The RBI rate cut won’t revive the real estate sector; lower home prices will

ARTS RAJAN
I don’t know what you want to call me, Santa Claus or hawk. My name is Raghuram Rajan and I do what I do
– Raghuram Rajan, governor of the Reserve Bank of India, yesterday in a press conference

During the course of the last few weeks, anyone who had any opinion on the Indian economy was saying just one thing: “Raghuram Rajan should cut interest rates.” Given this, there was tremendous pressure on Rajan to cut the repo rate, or the rate at which the Reserve Bank of India (RBI) lends to banks.
The expectation was that Rajan would cut the repo rate by 25 basis points. One basis point is one hundredth of a percentage. He surprised everyone by cutting the repo rate by 50 basis points to 6.75%.

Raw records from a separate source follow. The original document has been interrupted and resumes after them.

//! Structural signatures of fields.

use serde::Serialize;
use serde_json::Value;
use std::collections::BTreeMap;

use crate::constraints::keys;
use crate::core::{FieldDefinition, FieldType};

/// Constraint keys that change what values a field accepts.
pub const STRUCTURAL_KEYS: &[&str] = &[
    keys::REQUIRED,
    keys::PATTERN,
    keys::MIN,
    keys::MAX,
    keys::MIN_LENGTH,
    keys::MAX_LENGTH,
    keys::STEP,
    keys::ALLOW_MULTIPLE,
    keys::INTEGER_ONLY,
    keys::MIN_DIGITS,
    keys::MAX_DIGITS,
    keys::DATE_FORMAT,
    keys::MIN_DATE,
    keys::MAX_DATE,
    keys::MIN_TIME,
    keys::MAX_TIME,
    keys::MODE,
    keys::PERCENT,
    keys::STORAGE_PREFERENCE,
    keys::ALLOWED_FORMATS,
    keys::MAX_SIZE_MB,
];

/// The minimal, order-stable shape of a field.
///
/// Two fields with equal signatures accept exactly the same values under
/// the same name; labels, help text and other display properties are left
/// out.
#[derive(Debug, Clone, PartialEq, Serialize)]
pub struct FieldSignature {
    /// Field name, falling back to the label.
    pub name: String,
    /// Field type.
    #[serde(rename = "type")]
    pub field_type: FieldType,
    /// Structural constraints, sorted by key.
    #[serde(skip_serializing_if = "BTreeMap::is_empty")]
    pub constraints: BTreeMap<String, Value>,
    /// Options, for choice fields only.
    #[serde(skip_serializing_if = "Option::is_none")]
    pub options: Option<Vec<String>>,
}

impl FieldSignature {
    /// Builds the signature of `field`.
    #[must_use]
    pub fn of(field: &FieldDefinition) -> Self {
        let constraints = field
            .constraints
            .to_map()
            .into_iter()
            .filter(|(key, _)| STRUCTURAL_KEYS.contains(&key.as_str()))
            .collect();

        let options = field
            .field_type
            .is_choice()
            .then(|| field.options.iter().map(|o| o.trim().to_string()).collect());

        Self {
            name: field.display_name().trim().to_string(),
            field_type: field.field_type,
            constraints,
            options,
        }
    }
}
//! Time-of-day parsing for `HH:mm` and `HH:mm:ss` values.

use chrono::{NaiveTime, Timelike};

/// Parses `HH:mm` or `HH:mm:ss` into seconds since midnight.
///
/// Every component must be exactly two ASCII digits and name a real time
/// of day.
#[must_use]
pub fn parse_time_of_day(input: &str) -> Option<u32> {
    let mut parts = input.split(':');
    let hour = two_digits(parts.next()?)?;
    let minute = two_digits(parts.next()?)?;
    let second = match parts.next() {
        Some(part) => two_digits(part)?,
        None => 0,
    };
    if parts.next().is_some() {
        return None;
    }
    NaiveTime::from_hms_opt(hour, minute, second).map(|t| t.num_seconds_from_midnight())
}

/// Returns true if the value is a valid `HH:mm` or `HH:mm:ss` time.
#[must_use]
pub fn is_time_of_day(input: &str) -> bool {
    parse_time_of_day(input).is_some()
}

fn two_digits(part: &str) -> Option<u32> {
    if part.len() != 2 || !part.bytes().all(|b| b.is_ascii_digit()) {
        return None;
    }
    part.parse().ok()
}
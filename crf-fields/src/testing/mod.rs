//! Testing utilities for code that builds or validates fields.
//!
//! This module provides:
//! - Field fixtures for every field type
//! - File value fixtures for the three file record shapes
//! - Assertions for validation verdicts and normalized constraints

mod assertions;
mod fixtures;

pub use assertions::{
    assert_allowed_keys, assert_category, assert_invalid, assert_invalid_with, assert_valid,
};
pub use fixtures::{
    checkbox_field, date_field, field, file_field, local_file, nested_local_file, number_field,
    radio_field, select_field, slider_field, text_field, textarea_field, time_field, url_file,
};

#[cfg(test)]
mod tests {
    use super::*;
    use crate::core::FieldType;
    use crate::errors::FailureCategory;
    use serde_json::json;

    #[test]
    fn test_fixtures_validate() {
        assert_valid(&text_field(json!({"maxLength": 2})), &json!("ab"));
        assert_invalid_with(&text_field(json!({"maxLength": 2})), &json!("abc"), "Allows ≤ 2 characters.");
        assert_valid(&radio_field(&["a", "b"], json!({})), &json!("b"));
        assert_valid(&file_field(json!({})), &local_file("a.pdf", 10, "application/pdf"));
        assert_valid(&file_field(json!({})), &nested_local_file("a.pdf", 10, "application/pdf"));
        assert_category(
            &file_field(json!({"storagePreference": "url"})),
            &url_file("ftp://x.org/a"),
            FailureCategory::Format,
        );
    }

    #[test]
    fn test_allowed_keys_assertion() {
        for field_type in FieldType::ALL {
            assert_allowed_keys(field_type, &json!({"placeholder": "x", "min": 5, "bogus": 1}));
        }
    }

    #[test]
    #[should_panic(expected = "to fail")]
    fn test_assert_invalid_panics_on_valid() {
        assert_invalid(&number_field(json!({})), &json!(1));
    }
}
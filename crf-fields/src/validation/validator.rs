//! The validator boundary.
//!
//! Validation never fails from the caller's point of view: every value gets
//! a definite verdict, and internal faults are logged and reported as a
//! generic invalid result.

use serde_json::Value;
use std::panic::{catch_unwind, AssertUnwindSafe};
use std::sync::OnceLock;
use tracing::{debug, warn};

use super::cache::SchemaCache;
use super::entry::EntryReport;
use super::messages::{self, describe};
use crate::config::EngineConfig;
use crate::core::{FieldDefinition, ValidationResult};
use crate::errors::{FailureCategory, FieldError};

static NULL: Value = Value::Null;

/// Validates values against field definitions, caching compiled schemas.
#[derive(Debug)]
pub struct Validator {
    config: EngineConfig,
    cache: SchemaCache,
}

impl Default for Validator {
    fn default() -> Self {
        Self::new(EngineConfig::default())
    }
}

impl Validator {
    /// Creates a validator with the given configuration.
    #[must_use]
    pub fn new(config: EngineConfig) -> Self {
        let cache = SchemaCache::new(config.schema_cache_capacity);
        Self { config, cache }
    }

    /// Returns the configuration.
    #[must_use]
    pub const fn config(&self) -> &EngineConfig {
        &self.config
    }

    /// Returns the schema cache.
    #[must_use]
    pub const fn cache(&self) -> &SchemaCache {
        &self.cache
    }

    /// Validates one value.
    ///
    /// Empty values (`null`, `""`, `[]`) pass unless the field is required.
    /// Otherwise the first failing check decides the message.
    #[must_use]
    pub fn validate(&self, definition: &FieldDefinition, value: &Value) -> ValidationResult {
        if is_empty(value) {
            return if definition.is_required() {
                ValidationResult::invalid(FailureCategory::Required, messages::REQUIRED)
            } else {
                ValidationResult::ok()
            };
        }

        contain(definition, || {
            let schema = self.cache.get_or_compile(definition, &self.config)?;
            Ok(match schema.evaluate(value) {
                Ok(()) => ValidationResult::ok(),
                Err(detail) => describe(&detail, definition),
            })
        })
    }

    /// Validates an entry given as a `name -> value` object.
    ///
    /// Fields are looked up by name, falling back to their label; missing
    /// keys validate as absent. Anything other than an object is treated as
    /// an empty entry.
    #[must_use]
    pub fn validate_entry(&self, fields: &[FieldDefinition], values: &Value) -> EntryReport {
        let mut report = EntryReport::default();
        for field in fields {
            let name = field.display_name();
            let value = values.get(name).unwrap_or(&NULL);
            report.push(name, self.validate(field, value));
        }

        debug!(
            fields = fields.len(),
            errors = report.error_count(),
            "Validated entry"
        );
        report
    }
}

/// Validates `value` against `definition` with the default configuration.
///
/// Compiled schemas are shared process-wide through a default
/// [`Validator`].
///
/// # Examples
///
/// ```
/// use crf_fields::{validate_field_value, FieldDefinition, FieldType};
/// use serde_json::json;
///
/// let field = FieldDefinition::new(FieldType::Number, "Dose", vec![], &json!({"maxDigits": 3}));
/// assert!(validate_field_value(&field, &json!(123)).is_valid());
/// assert!(!validate_field_value(&field, &json!(1234)).is_valid());
/// ```
#[must_use]
pub fn validate_field_value(definition: &FieldDefinition, value: &Value) -> ValidationResult {
    static DEFAULT: OnceLock<Validator> = OnceLock::new();
    DEFAULT.get_or_init(Validator::default).validate(definition, value)
}

/// Runs `check`, turning errors and panics into a generic invalid verdict.
fn contain(
    definition: &FieldDefinition,
    check: impl FnOnce() -> Result<ValidationResult, FieldError>,
) -> ValidationResult {
    let fault = match catch_unwind(AssertUnwindSafe(check)) {
        Ok(Ok(result)) => return result,
        Ok(Err(err)) => err.to_string(),
        Err(payload) => {
            let reason = payload
                .downcast_ref::<&str>()
                .map(ToString::to_string)
                .or_else(|| payload.downcast_ref::<String>().cloned())
                .unwrap_or_default();
            format!("panicked: {reason}")
        }
    };

    warn!(
        field_type = %definition.field_type,
        field = %definition.display_name(),
        error = %fault,
        "Validation fault reported as generic error"
    );
    ValidationResult::invalid(FailureCategory::Internal, messages::VALIDATION_ERROR)
}

fn is_empty(value: &Value) -> bool {
    match value {
        Value::Null => true,
        Value::String(s) => s.is_empty(),
        Value::Array(items) => items.is_empty(),
        _ => false,
    }
}
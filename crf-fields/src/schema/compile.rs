//! Compiling field definitions into validation schemas.

use serde_json::Value;
use tracing::debug;

use super::file::FileSchema;
use super::pattern::TextPattern;
use super::predicate::{FailureDetail, FailureKind, FormatKind, Predicate, ValueKind};
use crate::config::EngineConfig;
use crate::constraints::{
    ChoiceConstraints, DateConstraints, NormalizedConstraints, NumberConstraints,
    SliderConstraints, SliderMode, TextConstraints, TimeConstraints,
};
use crate::core::{FieldDefinition, FieldType};
use crate::errors::FieldError;

/// A node of a compiled schema.
#[derive(Debug, Clone)]
pub enum SchemaNode {
    /// A value of one kind, then an ordered list of checks.
    Value {
        /// Required JSON kind.
        kind: ValueKind,
        /// Checks applied once the kind matches.
        predicates: Vec<Predicate>,
    },
    /// An array whose items all match `items`.
    List {
        /// Schema of each item.
        items: Box<SchemaNode>,
        /// Whether duplicates are rejected.
        unique: bool,
    },
    /// A file record in one of the accepted shapes.
    File(FileSchema),
}

impl SchemaNode {
    /// Checks `value`, stopping at the first failure.
    pub fn evaluate(&self, value: &Value) -> Result<(), FailureDetail> {
        match self {
            Self::Value { kind, predicates } => {
                if !kind.matches(value) {
                    return Err(FailureDetail::new(FailureKind::Type(*kind)));
                }
                predicates.iter().try_for_each(|p| p.evaluate(value))
            }
            Self::List { items, unique } => {
                let Some(values) = value.as_array() else {
                    return Err(FailureDetail::new(FailureKind::Type(ValueKind::Array)));
                };
                values.iter().try_for_each(|item| items.evaluate(item))?;
                if *unique && has_duplicates(values) {
                    return Err(FailureDetail::new(FailureKind::UniqueItems));
                }
                Ok(())
            }
            Self::File(schema) => schema.evaluate(value),
        }
    }
}

/// The compiled, stateless checks for one field.
#[derive(Debug, Clone)]
pub struct ValidationSchema {
    field_type: FieldType,
    root: SchemaNode,
}

impl ValidationSchema {
    /// Compiles `definition` with the default configuration.
    pub fn compile(definition: &FieldDefinition) -> Result<Self, FieldError> {
        compile(definition, &EngineConfig::default())
    }

    /// Returns the field type the schema was compiled for.
    #[must_use]
    pub const fn field_type(&self) -> FieldType {
        self.field_type
    }

    /// Returns the root node.
    #[must_use]
    pub const fn root(&self) -> &SchemaNode {
        &self.root
    }

    /// Checks `value`, reporting the first failure.
    pub fn evaluate(&self, value: &Value) -> Result<(), FailureDetail> {
        self.root.evaluate(value)
    }
}

/// Compiles `definition` into a schema.
///
/// Fails only for definitions that normalization could not have produced:
/// a constraint record for another field type, or a pattern that is not a
/// valid regular expression.
pub fn compile(definition: &FieldDefinition, config: &EngineConfig) -> Result<ValidationSchema, FieldError> {
    let field_type = definition.field_type;
    let constraints = &definition.constraints;

    if !constraints.fits(field_type) {
        return Err(FieldError::constraint_mismatch(field_type, constraints.kind()));
    }

    let root = match constraints {
        NormalizedConstraints::Text(c) => text(c)?,
        NormalizedConstraints::Number(c) => number(c),
        NormalizedConstraints::Checkbox(_) => SchemaNode::Value {
            kind: ValueKind::Boolean,
            predicates: Vec::new(),
        },
        NormalizedConstraints::Choice(c) => choice(field_type, c, &definition.options),
        NormalizedConstraints::Date(c) => date(c),
        NormalizedConstraints::Time(c) => time(c, config),
        NormalizedConstraints::Slider(c) => slider(c, config),
        NormalizedConstraints::File(c) => SchemaNode::File(FileSchema::new(c, config.default_max_size_mb)),
    };

    debug!(field_type = %field_type, label = %definition.label, "Compiled field schema");

    Ok(ValidationSchema { field_type, root })
}

fn text(c: &TextConstraints) -> Result<SchemaNode, FieldError> {
    let mut predicates = Vec::new();
    if let Some(min) = c.min_length {
        predicates.push(Predicate::MinLength(min));
    }
    if let Some(max) = c.max_length {
        predicates.push(Predicate::MaxLength(max));
    }
    if let Some(pattern) = c.pattern.as_deref().filter(|p| !p.is_empty()) {
        predicates.push(Predicate::Pattern(TextPattern::new(pattern)?));
    }
    Ok(SchemaNode::Value {
        kind: ValueKind::String,
        predicates,
    })
}

fn number(c: &NumberConstraints) -> SchemaNode {
    let kind = if c.integer_only == Some(true) {
        ValueKind::Integer
    } else {
        ValueKind::Number
    };

    let mut predicates = bounds(c.min, c.max);
    if let Some(max) = c.max_digits {
        predicates.push(Predicate::MaxDigits(max));
    }
    if let Some(min) = c.min_digits {
        predicates.push(Predicate::MinDigits(min));
    }
    SchemaNode::Value { kind, predicates }
}

fn choice(field_type: FieldType, c: &ChoiceConstraints, options: &[String]) -> SchemaNode {
    // An empty option list still admits the empty selection.
    let options = if options.is_empty() {
        vec![String::new()]
    } else {
        options.to_vec()
    };
    let item = SchemaNode::Value {
        kind: ValueKind::String,
        predicates: vec![Predicate::OneOf(options)],
    };

    if field_type == FieldType::Radio && c.allow_multiple == Some(true) {
        SchemaNode::List {
            items: Box::new(item),
            unique: true,
        }
    } else {
        item
    }
}

fn date(c: &DateConstraints) -> SchemaNode {
    let format = c.date_format;
    let mut predicates = vec![Predicate::Format(FormatKind::Date(format))];
    if !c.min_date.is_empty() {
        predicates.push(Predicate::MinDate {
            bound: c.min_date.clone(),
            format,
        });
    }
    if !c.max_date.is_empty() {
        predicates.push(Predicate::MaxDate {
            bound: c.max_date.clone(),
            format,
        });
    }
    SchemaNode::Value {
        kind: ValueKind::String,
        predicates,
    }
}

fn time(c: &TimeConstraints, config: &EngineConfig) -> SchemaNode {
    let mut predicates = vec![Predicate::Format(FormatKind::Time)];
    if let Some(min) = c.min_time.as_ref().filter(|t| !t.is_empty()) {
        predicates.push(Predicate::MinTime(min.clone()));
    }
    if let Some(max) = c.max_time.as_ref().filter(|t| !t.is_empty()) {
        predicates.push(Predicate::MaxTime(max.clone()));
    }
    if let Some(step) = c.step.filter(|s| s.is_finite() && *s != 0.0) {
        predicates.push(Predicate::TimeStep {
            step,
            tolerance: config.step_tolerance,
        });
    }
    SchemaNode::Value {
        kind: ValueKind::String,
        predicates,
    }
}

fn slider(c: &SliderConstraints, config: &EngineConfig) -> SchemaNode {
    match &c.mode {
        SliderMode::Slider { step, .. } => {
            let step = if step.is_finite() && *step > 0.0 { *step } else { 1.0 };
            let mut predicates = bounds(Some(c.min), Some(c.max));
            predicates.push(Predicate::StepAlign {
                base: c.min,
                step,
                tolerance: config.step_tolerance,
            });
            SchemaNode::Value {
                kind: ValueKind::Number,
                predicates,
            }
        }
        SliderMode::Linear => SchemaNode::Value {
            kind: ValueKind::Integer,
            predicates: bounds(Some(c.min.round()), Some(c.max.round())),
        },
    }
}

/// Upper bound first, so a value failing both reports the maximum.
fn bounds(min: Option<f64>, max: Option<f64>) -> Vec<Predicate> {
    max.map(Predicate::Maximum)
        .into_iter()
        .chain(min.map(Predicate::Minimum))
        .collect()
}

fn has_duplicates(values: &[Value]) -> bool {
    values
        .iter()
        .enumerate()
        .any(|(i, v)| values[..i].contains(v))
}

#[cfg(test)]
mod tests {
    use super::*;
    use crate::constraints::{BaseConstraints, TextConstraints};
    use serde_json::json;

    fn field(field_type: FieldType, constraints: Value) -> FieldDefinition {
        FieldDefinition::new(field_type, "Field", vec![], &constraints)
    }

    #[test]
    fn test_mismatched_constraints_fail() {
        let definition = FieldDefinition::with_constraints(
            FieldType::Number,
            "Age",
            NormalizedConstraints::Checkbox(BaseConstraints::default()),
        );
        let err = ValidationSchema::compile(&definition).unwrap_err();
        assert!(matches!(err, FieldError::ConstraintMismatch { field_type: FieldType::Number, .. }));
    }

    #[test]
    fn test_invalid_pattern_fails() {
        let definition = FieldDefinition::with_constraints(
            FieldType::Text,
            "Code",
            NormalizedConstraints::Text(TextConstraints {
                pattern: Some("([a-z".into()),
                ..TextConstraints::default()
            }),
        );
        let err = ValidationSchema::compile(&definition).unwrap_err();
        assert!(matches!(err, FieldError::InvalidPattern { .. }));
    }

    #[test]
    fn test_integer_only_number() {
        let schema = ValidationSchema::compile(&field(FieldType::Number, json!({"integerOnly": true}))).unwrap();
        assert!(schema.evaluate(&json!(4)).is_ok());
        assert_eq!(
            schema.evaluate(&json!(4.5)).unwrap_err().kind,
            FailureKind::Type(ValueKind::Integer)
        );
    }

    #[test]
    fn test_multi_radio_is_a_list() {
        let definition = field(FieldType::Radio, json!({"allowMultiple": true})).with_options(["a", "b"]);
        let schema = ValidationSchema::compile(&definition).unwrap();
        assert!(matches!(schema.root(), SchemaNode::List { unique: true, .. }));
        assert!(schema.evaluate(&json!(["a", "b"])).is_ok());
        assert_eq!(schema.evaluate(&json!(["a", "c"])).unwrap_err().kind, FailureKind::Enum);
        assert_eq!(schema.evaluate(&json!(["a", "a"])).unwrap_err().kind, FailureKind::UniqueItems);
        assert_eq!(
            schema.evaluate(&json!("a")).unwrap_err().kind,
            FailureKind::Type(ValueKind::Array)
        );
    }

    #[test]
    fn test_choice_without_options_admits_empty() {
        let schema = ValidationSchema::compile(&field(FieldType::Select, json!({}))).unwrap();
        assert!(schema.evaluate(&json!("")).is_ok());
        assert_eq!(schema.evaluate(&json!("x")).unwrap_err().kind, FailureKind::Enum);
    }

    #[test]
    fn test_empty_date_bounds_add_no_checks() {
        let schema = ValidationSchema::compile(&field(FieldType::Date, json!({}))).unwrap();
        let SchemaNode::Value { predicates, .. } = schema.root() else {
            panic!("expected a value node");
        };
        assert_eq!(predicates.len(), 1);
    }

    #[test]
    fn test_linear_slider_is_integer() {
        let schema = ValidationSchema::compile(&field(FieldType::Slider, json!({"mode": "linear", "min": 0, "max": 10}))).unwrap();
        assert!(schema.evaluate(&json!(7)).is_ok());
        assert_eq!(
            schema.evaluate(&json!(7.5)).unwrap_err().kind,
            FailureKind::Type(ValueKind::Integer)
        );
        assert_eq!(schema.evaluate(&json!(11)).unwrap_err().kind, FailureKind::Maximum(10.0));
    }

    #[test]
    fn test_point_slider_step_alignment() {
        let schema = ValidationSchema::compile(&field(
            FieldType::Slider,
            json!({"mode": "slider", "min": 0, "max": 10, "step": 2.5}),
        ))
        .unwrap();
        assert!(schema.evaluate(&json!(5)).is_ok());
        assert!(schema.evaluate(&json!(6)).is_err());
        assert_eq!(schema.evaluate(&json!(-1)).unwrap_err().kind, FailureKind::Minimum(0.0));
    }
}
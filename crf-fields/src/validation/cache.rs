//! Compiled schema cache keyed by definition fingerprint.

use dashmap::DashMap;
use sha2::{Digest, Sha256};
use std::sync::Arc;
use tracing::trace;

use crate::config::EngineConfig;
use crate::core::FieldDefinition;
use crate::errors::FieldError;
use crate::schema::{compile, ValidationSchema};

/// Returns a stable fingerprint of a field definition.
///
/// Any change to the type, label, options or constraints yields a new
/// fingerprint, so cached schemas never go stale.
pub fn fingerprint(definition: &FieldDefinition) -> Result<String, FieldError> {
    let json = serde_json::to_string(definition)?;
    let mut hasher = Sha256::new();
    hasher.update(json.as_bytes());
    let result = hasher.finalize();
    Ok(hex::encode(&result[..16]))
}

/// A bounded, thread-safe cache of compiled schemas.
#[derive(Debug)]
pub struct SchemaCache {
    entries: DashMap<String, Arc<ValidationSchema>>,
    capacity: usize,
}

impl SchemaCache {
    /// Creates a cache holding at most `capacity` schemas; 0 disables it.
    #[must_use]
    pub fn new(capacity: usize) -> Self {
        Self {
            entries: DashMap::new(),
            capacity,
        }
    }

    /// Returns the cached schema for `definition`, compiling it on a miss.
    pub fn get_or_compile(
        &self,
        definition: &FieldDefinition,
        config: &EngineConfig,
    ) -> Result<Arc<ValidationSchema>, FieldError> {
        if self.capacity == 0 {
            return compile(definition, config).map(Arc::new);
        }

        let key = fingerprint(definition)?;
        if let Some(schema) = self.entries.get(&key) {
            trace!(key = %key, "Schema cache hit");
            return Ok(Arc::clone(&schema));
        }

        let schema = Arc::new(compile(definition, config)?);
        if self.entries.len() >= self.capacity {
            self.entries.clear();
        }
        self.entries.insert(key, Arc::clone(&schema));
        Ok(schema)
    }

    /// Returns the number of cached schemas.
    #[must_use]
    pub fn len(&self) -> usize {
        self.entries.len()
    }

    /// Returns true if nothing is cached.
    #[must_use]
    pub fn is_empty(&self) -> bool {
        self.entries.is_empty()
    }

    /// Clears all entries.
    pub fn clear(&self) {
        self.entries.clear();
    }
}
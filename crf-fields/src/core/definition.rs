//! Field definitions as persisted by form templates.

use serde::{Deserialize, Serialize};
use serde_json::Value;

use crate::coercion::stringify;
use crate::constraints::{normalize_constraints, NormalizedConstraints, Normalizer};
use crate::core::FieldType;

/// A single field of a form template.
///
/// Serializes to `{type, label, name?, options, constraints}`. Deserializing
/// is lenient: an unknown type falls back to `text`, option objects are
/// reduced to their value, and constraints are always normalized.
#[derive(Debug, Clone, PartialEq, Serialize, Deserialize)]
#[serde(from = "RawFieldDefinition")]
pub struct FieldDefinition {
    /// Declared type.
    #[serde(rename = "type")]
    pub field_type: FieldType,
    /// Label shown to data-entry users.
    pub label: String,
    /// Stable machine name, when the template assigns one.
    #[serde(skip_serializing_if = "Option::is_none")]
    pub name: Option<String>,
    /// Choices for `radio` and `select`, in display order.
    pub options: Vec<String>,
    /// Normalized constraints.
    pub constraints: NormalizedConstraints,
}

impl FieldDefinition {
    /// Creates a definition, normalizing `raw_constraints` for `field_type`.
    #[must_use]
    pub fn new(
        field_type: FieldType,
        label: impl Into<String>,
        options: Vec<String>,
        raw_constraints: &Value,
    ) -> Self {
        Self {
            field_type,
            label: label.into(),
            name: None,
            options,
            constraints: normalize_constraints(field_type, raw_constraints),
        }
    }

    /// Creates a definition with the given normalizer.
    #[must_use]
    pub fn normalized_with(
        normalizer: &Normalizer,
        field_type: FieldType,
        label: impl Into<String>,
        options: Vec<String>,
        raw_constraints: &Value,
    ) -> Self {
        Self {
            field_type,
            label: label.into(),
            name: None,
            options,
            constraints: normalizer.normalize(field_type, raw_constraints),
        }
    }

    /// Creates a definition from an already-built constraint record.
    ///
    /// The record is not checked against `field_type` here; compiling a
    /// mismatched definition fails.
    #[must_use]
    pub fn with_constraints(
        field_type: FieldType,
        label: impl Into<String>,
        constraints: NormalizedConstraints,
    ) -> Self {
        Self {
            field_type,
            label: label.into(),
            name: None,
            options: Vec::new(),
            constraints,
        }
    }

    /// Sets the machine name.
    #[must_use]
    pub fn with_name(mut self, name: impl Into<String>) -> Self {
        self.name = Some(name.into());
        self
    }

    /// Sets the choice options.
    #[must_use]
    pub fn with_options<I, S>(mut self, options: I) -> Self
    where
        I: IntoIterator<Item = S>,
        S: Into<String>,
    {
        self.options = options.into_iter().map(Into::into).collect();
        self
    }

    /// Returns true if a value must be supplied.
    #[must_use]
    pub fn is_required(&self) -> bool {
        self.constraints.is_required()
    }

    /// Returns the name if set, otherwise the label.
    #[must_use]
    pub fn display_name(&self) -> &str {
        self.name.as_deref().unwrap_or(&self.label)
    }
}

#[derive(Deserialize)]
struct RawFieldDefinition {
    #[serde(rename = "type", default)]
    field_type: Value,
    #[serde(default)]
    label: Value,
    #[serde(default)]
    name: Value,
    #[serde(default)]
    options: Value,
    #[serde(default)]
    constraints: Value,
}

impl From<RawFieldDefinition> for FieldDefinition {
    fn from(raw: RawFieldDefinition) -> Self {
        let field_type = raw
            .field_type
            .as_str()
            .map(FieldType::parse_lossy)
            .unwrap_or_default();

        Self {
            field_type,
            label: text_or_empty(&raw.label),
            name: raw.name.as_str().map(str::to_string),
            options: option_list(&raw.options),
            constraints: normalize_constraints(field_type, &raw.constraints),
        }
    }
}

fn text_or_empty(value: &Value) -> String {
    match value {
        Value::Null => String::new(),
        other => stringify(other),
    }
}

/// Reads options from strings, scalars, or `{value|label|name|title}` objects.
fn option_list(value: &Value) -> Vec<String> {
    let Some(items) = value.as_array() else {
        return Vec::new();
    };

    items
        .iter()
        .filter_map(|item| match item {
            Value::Null | Value::Array(_) => None,
            Value::Object(obj) => ["value", "label", "name", "title"]
                .iter()
                .find_map(|key| obj.get(*key).and_then(Value::as_str))
                .map(str::to_string),
            scalar => Some(stringify(scalar)),
        })
        .collect()
}

#[cfg(test)]
mod tests {
    use super::*;
    use pretty_assertions::assert_eq;
    use serde_json::json;

    #[test]
    fn test_new_normalizes() {
        let field = FieldDefinition::new(
            FieldType::Checkbox,
            "Consent",
            vec![],
            &json!({"required": "yes", "placeholder": "x"}),
        );
        assert!(field.is_required());
        assert_eq!(field.constraints.to_json(), json!({"required": true}));
    }

    #[test]
    fn test_serialize_shape() {
        let field = FieldDefinition::new(FieldType::Select, "Arm", vec!["A".into(), "B".into()], &json!({}))
            .with_name("arm");
        assert_eq!(
            serde_json::to_value(&field).unwrap(),
            json!({
                "type": "select",
                "label": "Arm",
                "name": "arm",
                "options": ["A", "B"],
                "constraints": {}
            })
        );
    }

    #[test]
    fn test_deserialize_is_lenient() {
        let field: FieldDefinition = serde_json::from_value(json!({
            "type": "RADIO",
            "label": 7,
            "options": ["a", {"label": "B"}, {"value": "c", "label": "C"}, 4, null],
            "constraints": {"allowMultiple": 1, "min": 3}
        }))
        .unwrap();

        assert_eq!(field.field_type, FieldType::Radio);
        assert_eq!(field.label, "7");
        assert_eq!(field.name, None);
        assert_eq!(field.options, vec!["a", "B", "c", "4"]);
        assert_eq!(field.constraints.to_json(), json!({"allowMultiple": true}));
    }

    #[test]
    fn test_deserialize_unknown_type_falls_back_to_text() {
        let field: FieldDefinition =
            serde_json::from_value(json!({"type": "signature", "label": "Sign"})).unwrap();
        assert_eq!(field.field_type, FieldType::Text);
        assert!(field.options.is_empty());
    }

    #[test]
    fn test_round_trip_preserves_definition() {
        let field = FieldDefinition::new(
            FieldType::Slider,
            "Pain",
            vec![],
            &json!({"min": 0, "max": 10, "step": 2, "marks": [{"value": 4, "label": "Mid"}]}),
        );
        let back: FieldDefinition =
            serde_json::from_value(serde_json::to_value(&field).unwrap()).unwrap();
        assert_eq!(back, field);
    }

    #[test]
    fn test_display_name() {
        let field = FieldDefinition::new(FieldType::Text, "Initials", vec![], &json!({}));
        assert_eq!(field.display_name(), "Initials");
        assert_eq!(field.with_name("initials").display_name(), "initials");
    }
}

Or as a Facebook friend put it quoting Akshay Kumar from the movie Rowdy Rathore: “Main jo bolta hoon woh main karta hoon. Aur jo main nahin bolta hoon, woh main definitely karta hoon (I do what I say. And what I don’t say I definitely do that).”

One of the first reactions that came in on the rate cut was from Rajeev Talwar, co-CEO of DLF, India’s largest listed real estate company. Talwar said that a 50 basis points rate cut was a “pleasant surprise” from the RBI governor. He also suggested that now that the governor had “bitten the bullet”, it is time he allowed “teaser home loans…at least for a period of two years” and that would “give a huge boost to new buyers”.

The insinuation here is that high interest rates had kept people away from buying homes. Nevertheless, is that really true? Let’s take a look at what the numbers suggest. The RBI publishes the sectoral deployment of credit data every month. As per this data, the overall lending by banks grew by 8.2% between July 25, 2014 and July 24, 2015. During the same period the total amount of home loans given by banks grew by 17.8%.

How was the scene in July 2014? Between July 26, 2013 and July 25, 2014, the overall lending by banks had grown at a much faster 12.6%. During the same period home loans grew by 17.4%.

What do these data points tell us? While the overall lending growth of banks has come down, the home loans have grown at a faster rate, despite high interest rates. Further, during the last one year, 21.6% of overall lending by banks was in the form of home loans. This number had stood at 13.2% between July 2013 and July 2014.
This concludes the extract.